ESPN, major broadcasters, athletic conferences and WME Entertainment and IMG Worldwide are seeking dismissal of a class action lawsuit filed by 10 college athletes, claiming profits from game telecasts using their names and likenesses without their permission.
A number of athletic conferences weighed in on Wednesday morning, asking that the lawsuit be dismissed for a simple reason: The athletes don’t have a right of publicity in sporting events.
The student athletes “erroneously assume that game participants have a right of publicity with respect to broadcasts of sporting events, and to advertisements for those broadcasts,” a group of athletic conferences, including the Southeastern Conference and the Big Ten, said in a brief filed in a federal court in Tennessee. “Apart from being inherently impractical (any single participant could hold out and prevent the broadcast), plaintiffs’ position has been rejected repeatedly by controlling legal authorities.”
Broadcasters and sports licensing agencies are expected to file motions for dismissal later on Wednesday.

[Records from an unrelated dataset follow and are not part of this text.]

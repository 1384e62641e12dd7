//! `run` command implementation.

use std::sync::atomic::{AtomicBool, Ordering};
use std::sync::Arc;
use std::time::Duration;

use anyhow::{Context, Result};
use contracts::{ContractError, MonotonicClock, TrackerBlueprint};
use frame_channel::{FrameChannel, FrameWriter, MockProducer, MockProducerConfig};
use observability::Diagnostics;
use tracing::{info, warn};
use tracker::Tracker;
use trackloop_cli::perception::build_detector;
use trackloop_cli::pipeline::{
    verify_protocol, ControlLoop, LoopContext, LoopLimits, TeardownGuard, TokioScheduler,
};
use trackloop_cli::{CliError, Outcome};
use transport::{ConfiguredSink, TelemetryTransport};

use super::load_blueprint;
use crate::cli::RunArgs;

/// Execute the `run` command
pub async fn run_loop(args: &RunArgs) -> Result<Outcome> {
    let mut blueprint = load_blueprint(args.config.as_deref())?;
    args.overrides().apply(&mut blueprint)?;

    info!(
        region = %blueprint.region.path.display(),
        max_roi = blueprint.region.max_roi,
        target = %blueprint.transport.endpoint(),
        transport = ?blueprint.transport.kind,
        profile = %blueprint.control.profile,
        "Configuration loaded"
    );

    // Fatal startup checks: the loop never starts if any of these fail
    verify_protocol().map_err(CliError::from)?;
    let perception = build_detector(&blueprint.perception).map_err(CliError::from)?;
    let tracker = Tracker::from_blueprint(&blueprint).map_err(CliError::from)?;

    if args.dry_run {
        info!("Dry run mode - configuration and startup checks passed, exiting");
        print_config_summary(&blueprint, &tracker);
        return Ok(Outcome::Completed);
    }

    if args.metrics_port != 0 {
        observability::init_metrics_only(args.metrics_port)?;
    }

    let mut teardown = TeardownGuard::new();
    if args.synthetic {
        start_synthetic_producer(&blueprint, &mut teardown)?;
    }

    let sink = ConfiguredSink::from_config(&blueprint.transport)
        .await
        .map_err(ContractError::from)
        .map_err(CliError::from)
        .with_context(|| {
            format!(
                "Failed to open transport to {}",
                blueprint.transport.endpoint()
            )
        })?;
    let transport = TelemetryTransport::new(sink, blueprint.transport.error_log_interval());
    let context = LoopContext::new(
        transport,
        Diagnostics::new(&blueprint.diagnostics, MonotonicClock::new()),
        blueprint.transport.error_log_interval(),
    );

    let limits = LoopLimits {
        max_frames: (args.max_frames != 0).then_some(args.max_frames),
        timeout: (args.timeout != 0).then(|| Duration::from_secs(args.timeout)),
    };
    let mut control = ControlLoop::new(
        FrameChannel::open(&blueprint.region),
        perception,
        tracker,
        context,
        TokioScheduler::new(),
        blueprint.runtime.poll_interval(),
    )
    .with_limits(limits);

    let stop = Arc::new(AtomicBool::new(false));
    let signal_task = tokio::spawn(watch_shutdown_signal(stop.clone()));

    info!("Starting control loop...");
    let exit = control.run(&stop).await;
    signal_task.abort();

    let stats = control.shutdown().await;
    teardown.run();

    info!(
        frames = stats.frames,
        sent = stats.transport.sent,
        failed = stats.transport.failed,
        duration_secs = stats.duration.as_secs_f64(),
        fps = format!("{:.2}", stats.fps()),
        "Control loop finished"
    );
    stats.print_summary();

    Ok(exit.outcome())
}

/// Publish a synthetic figure into the configured region until teardown
fn start_synthetic_producer(
    blueprint: &TrackerBlueprint,
    teardown: &mut TeardownGuard,
) -> Result<()> {
    let region = &blueprint.region;
    let writer = FrameWriter::create(&region.path, region.max_roi)
        .map_err(ContractError::from)
        .with_context(|| format!("Failed to create region {}", region.path.display()))?;

    let path = region.path.clone();
    teardown.register("remove synthetic region", move || {
        if let Err(e) = std::fs::remove_file(&path) {
            warn!(path = %path.display(), error = %e, "Failed to remove synthetic region");
        }
    });

    let producer = MockProducer::new(MockProducerConfig {
        width: region.max_roi,
        height: region.max_roi,
        ..Default::default()
    });
    let handle = producer.start(writer);
    teardown.register("stop synthetic producer", move || {
        producer.stop();
        if handle.join().is_err() {
            warn!("Synthetic producer thread panicked");
        }
    });

    info!(region = %region.path.display(), "Synthetic producer started");
    Ok(())
}

/// Wait for Ctrl+C or SIGTERM, then ask the loop to stop at the next boundary
async fn watch_shutdown_signal(stop: Arc<AtomicBool>) {
    let ctrl_c = async {
        if let Err(e) = tokio::signal::ctrl_c().await {
            warn!(error = %e, "Failed to install Ctrl+C handler");
            std::future::pending::<()>().await;
        }
    };

    #[cfg(unix)]
    let terminate = async {
        match tokio::signal::unix::signal(tokio::signal::unix::SignalKind::terminate()) {
            Ok(mut signal) => {
                signal.recv().await;
            }
            Err(e) => {
                warn!(error = %e, "Failed to install SIGTERM handler");
                std::future::pending::<()>().await;
            }
        }
    };

    #[cfg(not(unix))]
    let terminate = std::future::pending::<()>();

    tokio::select! {
        _ = ctrl_c => {},
        _ = terminate => {},
    }

    warn!("Received shutdown signal, stopping control loop...");
    stop.store(true, Ordering::Relaxed);
}

/// Print configuration summary for dry-run mode
fn print_config_summary(blueprint: &TrackerBlueprint, tracker: &Tracker) {
    let params = tracker.controller().params();

    println!("\n=== Configuration Summary ===\n");
    println!("Region:");
    println!("  Path: {}", blueprint.region.path.display());
    println!(
        "  Max ROI: {} (mapping {} bytes)",
        blueprint.region.max_roi,
        blueprint.region.mapping_size()
    );
    println!("\nTransport:");
    println!("  Kind: {:?}", blueprint.transport.kind);
    println!("  Target: {}", blueprint.transport.endpoint());
    println!("\nControl:");
    println!("  Profile: {}", tracker.profile());
    println!("  Filter: {}", if params.filter_enabled { "on" } else { "off" });
    println!(
        "  Gain: base {} / cap {} / distance {}",
        params.base_gain, params.gain_cap, params.distance_gain
    );
    println!("  Prediction factor: {}", params.prediction_factor);
    println!("\nRuntime:");
    println!("  Poll interval: {} us", blueprint.runtime.poll_interval_us);
    println!(
        "  Diagnostics: {}",
        if blueprint.diagnostics.enabled {
            format!("every {} ms", blueprint.diagnostics.interval_ms)
        } else {
            "off".to_string()
        }
    );
    println!();
}
//! Transport metrics

use std::sync::atomic::{AtomicU64, Ordering};

/// Counters for one transport
#[derive(Debug, Default)]
pub struct TransportMetrics {
    sent: AtomicU64,
    failed: AtomicU64,
    released: AtomicU64,
    /// Failures whose log line was throttled away
    suppressed: AtomicU64,
}

impl TransportMetrics {
    pub fn new() -> Self {
        Self::default()
    }

    pub fn sent(&self) -> u64 {
        self.sent.load(Ordering::Relaxed)
    }

    pub fn inc_sent(&self) {
        self.sent.fetch_add(1, Ordering::Relaxed);
    }

    pub fn failed(&self) -> u64 {
        self.failed.load(Ordering::Relaxed)
    }

    pub fn inc_failed(&self) {
        self.failed.fetch_add(1, Ordering::Relaxed);
    }

    pub fn released(&self) -> u64 {
        self.released.load(Ordering::Relaxed)
    }

    pub fn inc_released(&self) {
        self.released.fetch_add(1, Ordering::Relaxed);
    }

    pub fn suppressed(&self) -> u64 {
        self.suppressed.load(Ordering::Relaxed)
    }

    pub fn inc_suppressed(&self) {
        self.suppressed.fetch_add(1, Ordering::Relaxed);
    }

    pub fn snapshot(&self) -> MetricsSnapshot {
        MetricsSnapshot {
            sent: self.sent(),
            failed: self.failed(),
            released: self.released(),
            suppressed: self.suppressed(),
        }
    }
}

/// Snapshot of transport metrics (for reporting)
#[derive(Debug, Clone, Copy, Default, PartialEq, Eq)]
pub struct MetricsSnapshot {
    pub sent: u64,
    pub failed: u64,
    pub released: u64,
    pub suppressed: u64,
}
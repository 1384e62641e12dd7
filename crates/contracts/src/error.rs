//! Layered error definitions
//!
//! Categorized by source: config / region / protocol / perception / transport

use thiserror::Error;

/// Unified error type
#[derive(Debug, Error)]
pub enum ContractError {
    // ===== Configuration Errors =====
    /// Configuration parse error
    #[error("config parse error: {message}")]
    ConfigParse {
        message: String,
        #[source]
        source: Option<Box<dyn std::error::Error + Send + Sync>>,
    },

    /// Configuration validation error
    #[error("config validation error at '{field}': {message}")]
    ConfigValidation { field: String, message: String },

    // ===== Shared Region Errors =====
    /// Backing region missing or not yet sized by the producer
    #[error("shared region '{path}' unavailable: {message}")]
    RegionUnavailable { path: String, message: String },

    // ===== Protocol Errors =====
    /// Compile-time protocol constant does not match the encoded layout
    #[error("protocol mismatch for {what}: expected {expected}, got {actual}")]
    ProtocolMismatch {
        what: &'static str,
        expected: usize,
        actual: usize,
    },

    /// Correction packet could not be decoded
    #[error("packet decode error: {message}")]
    PacketDecode { message: String },

    // ===== Perception Errors =====
    /// Required perception asset is missing
    #[error("perception asset missing: {path}")]
    AssetMissing { path: String },

    /// Perception adapter failed on a frame
    #[error("perception error: {message}")]
    Perception { message: String },

    // ===== Transport Errors =====
    /// Sink send error
    #[error("sink '{sink_name}' send error: {message}")]
    SinkSend { sink_name: String, message: String },

    /// Sink connection error
    #[error("sink '{sink_name}' connection error: {message}")]
    SinkConnection { sink_name: String, message: String },

    // ===== General Errors =====
    /// IO error
    #[error("io error: {0}")]
    Io(#[from] std::io::Error),

    /// Other error
    #[error("{0}")]
    Other(String),
}

impl ContractError {
    /// Create configuration parse error
    pub fn config_parse(message: impl Into<String>) -> Self {
        Self::ConfigParse {
            message: message.into(),
            source: None,
        }
    }

    /// Create configuration validation error
    pub fn config_validation(field: impl Into<String>, message: impl Into<String>) -> Self {
        Self::ConfigValidation {
            field: field.into(),
            message: message.into(),
        }
    }

    /// Create region unavailable error
    pub fn region_unavailable(path: impl Into<String>, message: impl Into<String>) -> Self {
        Self::RegionUnavailable {
            path: path.into(),
            message: message.into(),
        }
    }

    /// Create packet decode error
    pub fn packet_decode(message: impl Into<String>) -> Self {
        Self::PacketDecode {
            message: message.into(),
        }
    }

    /// Create perception error
    pub fn perception(message: impl Into<String>) -> Self {
        Self::Perception {
            message: message.into(),
        }
    }

    /// Create sink send error
    pub fn sink_send(sink_name: impl Into<String>, message: impl Into<String>) -> Self {
        Self::SinkSend {
            sink_name: sink_name.into(),
            message: message.into(),
        }
    }

    /// Whether this error must stop startup (as opposed to being retried in the loop)
    pub fn is_fatal_at_startup(&self) -> bool {
        matches!(
            self,
            Self::ConfigParse { .. }
                | Self::ConfigValidation { .. }
                | Self::ProtocolMismatch { .. }
                | Self::AssetMissing { .. }
        )
    }
}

The athletes filed suit in October, claiming that the long list of defendants have “conspired with each other and the NCAA to promulgate, enforce, adopt, implement and/or enforce rules that are inherently anticompetitive” in forbidding the athletes from “competing in the marketplace for the value of their rights of publicity.”

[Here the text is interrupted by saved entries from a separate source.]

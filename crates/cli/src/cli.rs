//! CLI argument definitions using clap.

use clap::{Parser, Subcommand, ValueEnum};
use std::path::PathBuf;

use trackloop_cli::overrides::Overrides;

/// trackloop - shared-memory frame to correction control loop
#[derive(Parser, Debug)]
#[command(
    name = "trackloop",
    author,
    version,
    about = "Frame-to-correction tracking control loop",
    long_about = "Polls frames published to a shared-memory region, runs perception, \n\
                  filters and predicts the tracked point, and sends bounded correction \n\
                  vectors to an actuation endpoint over UDP."
)]
pub struct Cli {
    /// Increase logging verbosity (-v for debug, -vv for trace)
    #[arg(short, long, action = clap::ArgAction::Count, global = true, env = "TRACKLOOP_VERBOSE")]
    pub verbose: u8,

    /// Suppress all output except warnings and errors
    #[arg(short, long, global = true, conflicts_with = "verbose")]
    pub quiet: bool,

    /// Log output format
    #[arg(
        long,
        value_enum,
        default_value = "pretty",
        global = true,
        env = "TRACKLOOP_LOG_FORMAT"
    )]
    pub log_format: LogFormat,

    #[command(subcommand)]
    pub command: Commands,
}

/// Available CLI commands
#[derive(Subcommand, Debug)]
pub enum Commands {
    /// Run the control loop
    Run(RunArgs),

    /// Validate configuration file without running
    Validate(ValidateArgs),

    /// Display configuration information
    Info(InfoArgs),
}

/// Arguments for the `run` command
#[derive(Parser, Debug, Clone)]
pub struct RunArgs {
    /// Path to configuration file (TOML or JSON); defaults apply when absent
    #[arg(short, long, env = "TRACKLOOP_CONFIG")]
    pub config: Option<PathBuf>,

    /// Override shared-memory region path
    #[arg(long, env = "TRACKLOOP_REGION")]
    pub region: Option<PathBuf>,

    /// Override correction target (host:port)
    #[arg(long, env = "TRACKLOOP_TARGET")]
    pub target: Option<String>,

    /// Override gain profile (A / B / C or a custom key)
    #[arg(long, env = "TRACKLOOP_PROFILE")]
    pub profile: Option<String>,

    /// Maximum number of frames to process (0 = unlimited)
    #[arg(long, default_value = "0", env = "TRACKLOOP_MAX_FRAMES")]
    pub max_frames: u64,

    /// Run timeout in seconds (0 = no timeout)
    #[arg(long, default_value = "0", env = "TRACKLOOP_TIMEOUT")]
    pub timeout: u64,

    /// Validate configuration and startup checks, then exit
    #[arg(long)]
    pub dry_run: bool,

    /// Publish a synthetic moving figure into the region (no external producer)
    #[arg(long, env = "TRACKLOOP_SYNTHETIC")]
    pub synthetic: bool,

    /// Metrics server port (0 = disabled)
    #[arg(long, default_value = "0", env = "TRACKLOOP_METRICS_PORT")]
    pub metrics_port: u16,
}

impl RunArgs {
    pub fn overrides(&self) -> Overrides {
        Overrides {
            region: self.region.clone(),
            target: self.target.clone(),
            profile: self.profile.clone(),
        }
    }
}

/// Arguments for the `validate` command
#[derive(Parser, Debug)]
pub struct ValidateArgs {
    /// Path to configuration file to validate
    #[arg(short, long, default_value = "trackloop.toml")]
    pub config: PathBuf,

    /// Output validation result as JSON
    #[arg(long)]
    pub json: bool,
}

/// Arguments for the `info` command
#[derive(Parser, Debug)]
pub struct InfoArgs {
    /// Path to configuration file (defaults apply when absent)
    #[arg(short, long)]
    pub config: Option<PathBuf>,

    /// Output as JSON
    #[arg(long)]
    pub json: bool,

    /// Show the full gain profile table
    #[arg(long)]
    pub profiles: bool,
}

/// Log output format
#[derive(ValueEnum, Clone, Copy, Debug, Default)]
pub enum LogFormat {
    /// JSON structured logging
    Json,
    /// Human-readable pretty format
    #[default]
    Pretty,
    /// Compact single-line format
    Compact,
}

The athletes include players Javon Marshall, Eric Samuels and Steven Clarke from Vanderbilt University, Sean Parker of the University of Washington, Patrick Miller of Tennessee State University, Rod Wilks, Byron Moore, Chaz Moore and Marlon Walls of the University of Tennessee and Chris Conner of the University of Maryland. They claim that a release form they are forced to sign as a condition of playing football or basketball is unenforceable. They contend that the defendants have violated antitrust and trademark laws.

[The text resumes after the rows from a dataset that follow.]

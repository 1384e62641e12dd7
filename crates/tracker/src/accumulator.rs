//! Sub-unit remainder accumulator
//!
//! 把小于 1 的浮点位移累积起来，只输出整数部分 (向零截断)，余量留待下次。
//! Invariant: `|remainder| < 1` on both axes after every [`Accumulator::push`],
//! and the sum of everything emitted plus the remainder equals the sum of
//! everything pushed.

/// Fractional displacement bank
#[derive(Debug, Clone, Copy, Default, PartialEq)]
pub struct Accumulator {
    rx: f64,
    ry: f64,
}

impl Accumulator {
    pub fn new() -> Self {
        Self::default()
    }

    /// Add a raw displacement and extract its whole part
    ///
    /// Non-finite inputs are dropped so the invariant survives a bad frame.
    pub fn push(&mut self, dx: f64, dy: f64) -> (f64, f64) {
        (extract(&mut self.rx, dx), extract(&mut self.ry, dy))
    }

    pub fn remainder(&self) -> (f64, f64) {
        (self.rx, self.ry)
    }

    pub fn reset(&mut self) {
        *self = Self::default();
    }
}

#[inline]
fn extract(bank: &mut f64, delta: f64) -> f64 {
    if !delta.is_finite() {
        return 0.0;
    }
    *bank += delta;
    let whole = bank.trunc();
    *bank -= whole;
    whole
}
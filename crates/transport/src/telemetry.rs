//! TelemetryTransport - best-effort correction output
//!
//! Wraps a [`CorrectionSink`] with the loop's send policy:
//! failures never propagate, failure logs are throttled, and a single
//! release packet marks each loss of target.

use std::sync::Arc;
use std::time::Duration;

use contracts::{Clock, Correction, CorrectionPacket, CorrectionSink, MonotonicClock};
use tracing::{debug, warn};

use crate::metrics::TransportMetrics;
use crate::throttle::ErrorThrottle;

/// What `publish` did with one correction
#[derive(Debug, Clone, Copy, PartialEq, Eq)]
pub enum Delivery {
    /// Target packet sent
    Sent,
    /// Release packet sent on the present -> absent edge
    Released,
    /// Nothing to send (target still absent)
    Skipped,
    /// A packet was attempted and failed
    Failed,
}

pub struct TelemetryTransport<S: CorrectionSink, C: Clock = MonotonicClock> {
    sink: S,
    throttle: ErrorThrottle<C>,
    metrics: Arc<TransportMetrics>,
    target_present: bool,
}

impl<S: CorrectionSink> TelemetryTransport<S, MonotonicClock> {
    pub fn new(sink: S, error_log_interval: Duration) -> Self {
        Self::with_clock(sink, MonotonicClock::new(), error_log_interval)
    }
}

impl<S: CorrectionSink, C: Clock> TelemetryTransport<S, C> {
    pub fn with_clock(sink: S, clock: C, error_log_interval: Duration) -> Self {
        Self {
            sink,
            throttle: ErrorThrottle::new(clock, error_log_interval),
            metrics: Arc::new(TransportMetrics::new()),
            target_present: false,
        }
    }

    pub fn sink(&self) -> &S {
        &self.sink
    }

    pub fn metrics(&self) -> Arc<TransportMetrics> {
        Arc::clone(&self.metrics)
    }

    /// Whether the last published correction had a target
    pub fn target_present(&self) -> bool {
        self.target_present
    }

    /// Send one packet; `false` on failure, never an error
    pub async fn send(&mut self, frame_id: u32, has_target: bool, dx: f64, dy: f64) -> bool {
        let packet = CorrectionPacket::new(frame_id, has_target, dx, dy);
        self.send_packet(&packet).await
    }

    async fn send_packet(&mut self, packet: &CorrectionPacket) -> bool {
        let result = self.sink.send(packet).await;
        observability::record_correction_sent(self.sink.name(), result.is_ok());

        match result {
            Ok(()) => {
                self.metrics.inc_sent();
                true
            }
            Err(e) => {
                self.metrics.inc_failed();
                if self.throttle.allow() {
                    warn!(
                        sink = %self.sink.name(),
                        frame_id = packet.frame_id,
                        suppressed = self.metrics.suppressed(),
                        error = %e,
                        "correction send failed"
                    );
                } else {
                    self.metrics.inc_suppressed();
                }
                false
            }
        }
    }

    /// Apply the edge-triggered send policy to one controller output
    ///
    /// Target present: send it. Target just lost: send one release.
    /// Target still absent: send nothing.
    pub async fn publish(&mut self, frame_id: u32, correction: &Correction) -> Delivery {
        let was_present = self.target_present;
        self.target_present = correction.has_target;

        if correction.has_target {
            let packet = CorrectionPacket::from_correction(frame_id, correction);
            return if self.send_packet(&packet).await {
                Delivery::Sent
            } else {
                Delivery::Failed
            };
        }

        if !was_present {
            return Delivery::Skipped;
        }

        debug!(frame_id, "target lost, sending release");
        observability::record_release_packet();
        if self.send_packet(&CorrectionPacket::release(frame_id)).await {
            self.metrics.inc_released();
            Delivery::Released
        } else {
            Delivery::Failed
        }
    }

    /// Forget the edge state (e.g. after a long stall)
    pub fn reset(&mut self) {
        self.target_present = false;
    }

    /// Close the underlying sink; errors are logged
    pub async fn close(&mut self) {
        if let Err(e) = self.sink.close().await {
            warn!(sink = %self.sink.name(), error = %e, "failed to close sink");
        }
    }
}
//! Target selection
//!
//! 优先选择精确目标类别 (置信度最高者)，其次粗略目标类别；均无则无目标。

use contracts::{Detection, TargetTier, TrackedPoint};

/// Picks one point to track from a detection set
#[derive(Debug, Clone, Copy)]
pub struct TargetSelector {
    primary_class: u32,
    secondary_class: u32,
    /// Upward shift of the secondary point, as a fraction of box height
    target_offset: f64,
}

impl TargetSelector {
    pub fn new(primary_class: u32, secondary_class: u32, target_offset: f64) -> Self {
        Self {
            primary_class,
            secondary_class,
            target_offset,
        }
    }

    pub fn select(&self, detections: &[Detection]) -> Option<TrackedPoint> {
        if let Some(det) = best_of(detections, self.primary_class) {
            let (cx, cy) = det.bbox.center();
            return Some(TrackedPoint {
                x: cx,
                y: cy + det.bbox.height() * 0.5,
                tier: TargetTier::Primary,
            });
        }

        best_of(detections, self.secondary_class).map(|det| {
            let (cx, cy) = det.bbox.center();
            TrackedPoint {
                x: cx,
                y: cy - det.bbox.height() * self.target_offset,
                tier: TargetTier::Secondary,
            }
        })
    }
}

/// Highest-confidence detection of `class_id`; the first one wins ties
///
/// Boxes with non-finite corners are never candidates.
fn best_of(detections: &[Detection], class_id: u32) -> Option<&Detection> {
    detections
        .iter()
        .filter(|d| d.class_id == class_id && d.bbox.is_finite())
        .fold(None, |best: Option<&Detection>, d| match best {
            Some(b) if b.confidence >= d.confidence => Some(b),
            _ => Some(d),
        })
}

#[cfg(test)]
mod tests {
    use super::*;
    use contracts::BoundingBox;

    fn det(class_id: u32, confidence: f32, x1: f32, y1: f32, x2: f32, y2: f32) -> Detection {
        Detection::new(class_id, confidence, BoundingBox::new(x1, y1, x2, y2))
    }

    fn selector() -> TargetSelector {
        TargetSelector::new(1, 0, 0.5)
    }

    #[test]
    fn test_empty_is_none() {
        assert!(selector().select(&[]).is_none());
    }

    #[test]
    fn test_primary_preferred_over_more_confident_secondary() {
        let dets = [
            det(0, 0.99, 0.0, 0.0, 10.0, 40.0),
            det(1, 0.50, 100.0, 100.0, 110.0, 120.0),
        ];
        let point = selector().select(&dets).unwrap();
        assert_eq!(point.tier, TargetTier::Primary);
        assert_eq!(point.x, 105.0);
        // center 110 + half height 10
        assert_eq!(point.y, 120.0);
    }

    #[test]
    fn test_non_finite_box_is_skipped() {
        let dets = [
            det(1, 0.95, f32::NAN, 10.0, 20.0, 30.0),
            det(1, 0.60, 0.0, 0.0, 10.0, 10.0),
            det(0, 0.99, 0.0, f32::INFINITY, 10.0, 40.0),
        ];
        let point = selector().select(&dets).unwrap();
        assert_eq!(point.tier, TargetTier::Primary);
        assert_eq!((point.x, point.y), (5.0, 10.0));

        let only_bad = [det(0, 0.9, 0.0, 0.0, f32::NAN, 10.0)];
        assert!(selector().select(&only_bad).is_none());
    }

    #[test]
    fn test_secondary_biased_upward() {
        let dets = [det(0, 0.8, 0.0, 100.0, 20.0, 140.0)];
        let point = selector().select(&dets).unwrap();
        assert_eq!(point.tier, TargetTier::Secondary);
        assert_eq!(point.x, 10.0);
        // center 120 - 0.5 * 40
        assert_eq!(point.y, 100.0);
    }

    #[test]
    fn test_highest_confidence_wins() {
        let dets = [
            det(1, 0.6, 0.0, 0.0, 10.0, 10.0),
            det(1, 0.9, 50.0, 50.0, 60.0, 60.0),
            det(1, 0.7, 20.0, 20.0, 30.0, 30.0),
        ];
        assert_eq!(selector().select(&dets).unwrap().x, 55.0);
    }

    #[test]
    fn test_first_wins_on_ties() {
        let dets = [
            det(1, 0.9, 0.0, 0.0, 10.0, 10.0),
            det(1, 0.9, 50.0, 50.0, 60.0, 60.0),
        ];
        assert_eq!(selector().select(&dets).unwrap().x, 5.0);
    }

    #[test]
    fn test_unknown_classes_ignored() {
        let dets = [det(7, 0.9, 0.0, 0.0, 10.0, 10.0)];
        assert!(selector().select(&dets).is_none());
    }
}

In addition to the athletic conferences, ESPN is named as a defendant along with CBS, ABC, NBC and Fox. WME and IMG were named along with a series of other licensing agents.
The conferences contend that the athletes rely on the Tennessee Personal Rights Protection Act, even though it “specifies that participants have no publicity rights in broadcasts or advertisements for sporting events.” They note that courts have recognized that the right to license a sporting event vests “exclusively in the promoter or producer of the event.”
“A right of publicity arises when a person’s name, image or likeness is used to promote a product or service, not when that person simply appears in public,” the conferences’ brief states.
They also reject the athletes’ claims that they have a common law right of publicity that would cover the game broadcasts.
The case for compensating college athletes got some fuel last summer, when a federal court ruled in favor of UCLA basketball star Ed O’Bannon and 19 others in their claim that the NCAA rules violated antitrust laws in blocking them from receiving compensation for the use of their images in videogames and certain types of broadcasts.
The athletic conferences, however, said that when it came to game footage, the O’Bannon decision recognized only that there may be a limited right of publicity in at least one state of stock footage, and only if it was used for endorsements.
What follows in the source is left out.